Activity:
The listing below must be given again in full, exactly.

━━━ Source information ━━━

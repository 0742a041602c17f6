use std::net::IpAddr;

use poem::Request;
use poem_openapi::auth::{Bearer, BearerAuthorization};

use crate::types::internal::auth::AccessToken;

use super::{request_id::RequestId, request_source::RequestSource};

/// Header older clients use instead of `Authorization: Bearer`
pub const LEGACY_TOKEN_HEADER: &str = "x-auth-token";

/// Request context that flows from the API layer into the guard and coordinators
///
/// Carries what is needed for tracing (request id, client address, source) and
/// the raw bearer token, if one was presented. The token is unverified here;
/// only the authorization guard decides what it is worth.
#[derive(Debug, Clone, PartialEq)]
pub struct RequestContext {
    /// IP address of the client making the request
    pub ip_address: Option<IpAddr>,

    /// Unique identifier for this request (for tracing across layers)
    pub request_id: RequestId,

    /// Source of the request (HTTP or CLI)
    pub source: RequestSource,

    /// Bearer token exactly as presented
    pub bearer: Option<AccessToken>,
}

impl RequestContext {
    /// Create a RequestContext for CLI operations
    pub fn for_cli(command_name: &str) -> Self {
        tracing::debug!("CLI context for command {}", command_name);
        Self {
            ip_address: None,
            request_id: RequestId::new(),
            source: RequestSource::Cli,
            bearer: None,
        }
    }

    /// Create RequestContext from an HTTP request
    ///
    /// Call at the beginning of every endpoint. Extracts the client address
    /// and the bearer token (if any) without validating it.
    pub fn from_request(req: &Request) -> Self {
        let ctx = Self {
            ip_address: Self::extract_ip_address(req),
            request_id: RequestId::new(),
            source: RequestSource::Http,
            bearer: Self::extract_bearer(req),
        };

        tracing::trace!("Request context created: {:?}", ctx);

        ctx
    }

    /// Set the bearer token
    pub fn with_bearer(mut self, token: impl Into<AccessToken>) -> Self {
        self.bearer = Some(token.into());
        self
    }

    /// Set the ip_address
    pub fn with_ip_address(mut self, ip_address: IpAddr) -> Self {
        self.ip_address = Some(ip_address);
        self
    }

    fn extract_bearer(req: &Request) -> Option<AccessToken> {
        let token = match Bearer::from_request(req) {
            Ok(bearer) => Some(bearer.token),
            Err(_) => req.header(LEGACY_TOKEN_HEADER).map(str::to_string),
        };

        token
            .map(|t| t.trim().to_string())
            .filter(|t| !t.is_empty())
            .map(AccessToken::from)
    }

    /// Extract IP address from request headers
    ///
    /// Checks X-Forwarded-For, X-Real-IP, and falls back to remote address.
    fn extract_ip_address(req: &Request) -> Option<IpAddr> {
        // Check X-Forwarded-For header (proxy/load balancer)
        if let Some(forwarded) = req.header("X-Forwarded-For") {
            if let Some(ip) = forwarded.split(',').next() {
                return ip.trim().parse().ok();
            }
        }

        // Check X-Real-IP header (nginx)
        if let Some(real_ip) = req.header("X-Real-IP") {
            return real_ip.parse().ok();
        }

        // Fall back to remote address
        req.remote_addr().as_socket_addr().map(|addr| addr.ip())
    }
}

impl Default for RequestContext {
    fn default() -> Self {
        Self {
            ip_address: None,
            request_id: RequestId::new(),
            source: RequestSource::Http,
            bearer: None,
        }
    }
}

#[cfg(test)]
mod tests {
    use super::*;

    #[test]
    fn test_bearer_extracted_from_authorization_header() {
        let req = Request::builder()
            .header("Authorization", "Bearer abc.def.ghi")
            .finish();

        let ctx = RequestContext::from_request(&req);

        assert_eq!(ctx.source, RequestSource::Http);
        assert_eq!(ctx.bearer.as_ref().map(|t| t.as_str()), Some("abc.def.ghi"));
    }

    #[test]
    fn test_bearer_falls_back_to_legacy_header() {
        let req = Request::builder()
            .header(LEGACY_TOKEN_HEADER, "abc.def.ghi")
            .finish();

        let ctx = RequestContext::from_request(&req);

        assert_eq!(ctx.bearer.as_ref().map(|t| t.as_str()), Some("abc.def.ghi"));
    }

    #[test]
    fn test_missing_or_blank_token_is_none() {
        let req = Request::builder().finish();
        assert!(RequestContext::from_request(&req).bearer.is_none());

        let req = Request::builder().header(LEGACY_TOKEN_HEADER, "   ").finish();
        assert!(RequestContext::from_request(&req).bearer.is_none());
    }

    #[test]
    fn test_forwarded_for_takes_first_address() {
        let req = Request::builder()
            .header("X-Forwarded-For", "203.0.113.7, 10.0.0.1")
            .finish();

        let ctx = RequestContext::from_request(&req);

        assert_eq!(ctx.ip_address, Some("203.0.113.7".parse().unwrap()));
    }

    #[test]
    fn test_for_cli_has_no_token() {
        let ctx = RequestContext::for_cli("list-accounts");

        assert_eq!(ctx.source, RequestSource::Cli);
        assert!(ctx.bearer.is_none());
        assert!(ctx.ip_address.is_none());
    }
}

━━━

Answer box:
repository 0742a041602c17f6
use std::net::IpAddr;

use poem::Request;
use poem_openapi::auth::{Bearer, BearerAuthorization};

use crate::types::internal::auth::AccessToken;

use super::{request_id::RequestId, request_source::RequestSource};

/// Header older clients use instead of `Authorization: Bearer`
pub const LEGACY_TOKEN_HEADER: &str = "x-auth-token";

/// Request context that flows from the API layer into the guard and coordinators
///
/// Carries what is needed for tracing (request id, client address, source) and
/// the raw bearer token, if one was presented. The token is unverified here;
/// only the authorization guard decides what it is worth.
#[derive(Debug, Clone, PartialEq)]
pub struct RequestContext {
    /// IP address of the client making the request
    pub ip_address: Option<IpAddr>,

    /// Unique identifier for this request (for tracing across layers)
    pub request_id: RequestId,

    /// Source of the request (HTTP or CLI)
    pub source: RequestSource,

    /// Bearer token exactly as presented
    pub bearer: Option<AccessToken>,
}

impl RequestContext {
    /// Create a RequestContext for CLI operations
    pub fn for_cli(command_name: &str) -> Self {
        tracing::debug!("CLI context for command {}", command_name);
        Self {
            ip_address: None,
            request_id: RequestId::new(),
            source: RequestSource::Cli,
            bearer: None,
        }
    }

    /// Create RequestContext from an HTTP request
    ///
    /// Call at the beginning of every endpoint. Extracts the client address
    /// and the bearer token (if any) without validating it.
    pub fn from_request(req: &Request) -> Self {
        let ctx = Self {
            ip_address: Self::extract_ip_address(req),
            request_id: RequestId::new(),
            source: RequestSource::Http,
            bearer: Self::extract_bearer(req),
        };

        tracing::trace!("Request context created: {:?}", ctx);

        ctx
    }

    /// Set the bearer token
    pub fn with_bearer(mut self, token: impl Into<AccessToken>) -> Self {
        self.bearer = Some(token.into());
        self
    }

    /// Set the ip_address
    pub fn with_ip_address(mut self, ip_address: IpAddr) -> Self {
        self.ip_address = Some(ip_address);
        self
    }

    fn extract_bearer(req: &Request) -> Option<AccessToken> {
        let token = match Bearer::from_request(req) {
            Ok(bearer) => Some(bearer.token),
            Err(_) => req.header(LEGACY_TOKEN_HEADER).map(str::to_string),
        };

        token
            .map(|t| t.trim().to_string())
            .filter(|t| !t.is_empty())
            .map(AccessToken::from)
    }

    /// Extract IP address from request headers
    ///
    /// Checks X-Forwarded-For, X-Real-IP, and falls back to remote address.
    fn extract_ip_address(req: &Request) -> Option<IpAddr> {
        // Check X-Forwarded-For header (proxy/load balancer)
        if let Some(forwarded) = req.header("X-Forwarded-For") {
            if let Some(ip) = forwarded.split(',').next() {
                return ip.trim().parse().ok();
            }
        }

        // Check X-Real-IP header (nginx)
        if let Some(real_ip) = req.header("X-Real-IP") {
            return real_ip.parse().ok();
        }

        // Fall back to remote address
        req.remote_addr().as_socket_addr().map(|addr| addr.ip())
    }
}

impl Default for RequestContext {
    fn default() -> Self {
        Self {
            ip_address: None,
            request_id: RequestId::new(),
            source: RequestSource::Http,
            bearer: None,
        }
    }
}

#[cfg(test)]
mod tests {
    use super::*;

    #[test]
    fn test_bearer_extracted_from_authorization_header() {
        let req = Request::builder()
            .header("Authorization", "Bearer abc.def.ghi")
            .finish();

        let ctx = RequestContext::from_request(&req);

        assert_eq!(ctx.source, RequestSource::Http);
        assert_eq!(ctx.bearer.as_ref().map(|t| t.as_str()), Some("abc.def.ghi"));
    }

    #[test]
    fn test_bearer_falls_back_to_legacy_header() {
        let req = Request::builder()
            .header(LEGACY_TOKEN_HEADER, "abc.def.ghi")
            .finish();

        let ctx = RequestContext::from_request(&req);

        assert_eq!(ctx.bearer.as_ref().map(|t| t.as_str()), Some("abc.def.ghi"));
    }

    #[test]
    fn test_missing_or_blank_token_is_none() {
        let req = Request::builder().finish();
        assert!(RequestContext::from_request(&req).bearer.is_none());

        let req = Request::builder().header(LEGACY_TOKEN_HEADER, "   ").finish();
        assert!(RequestContext::from_request(&req).bearer.is_none());
    }

    #[test]
    fn test_forwarded_for_takes_first_address() {
        let req = Request::builder()
            .header("X-Forwarded-For", "203.0.113.7, 10.0.0.1")
            .finish();

        let ctx = RequestContext::from_request(&req);

        assert_eq!(ctx.ip_address, Some("203.0.113.7".parse().unwrap()));
    }

    #[test]
    fn test_for_cli_has_no_token() {
        let ctx = RequestContext::for_cli("list-accounts");

        assert_eq!(ctx.source, RequestSource::Cli);
        assert!(ctx.bearer.is_none());
        assert!(ctx.ip_address.is_none());
    }
}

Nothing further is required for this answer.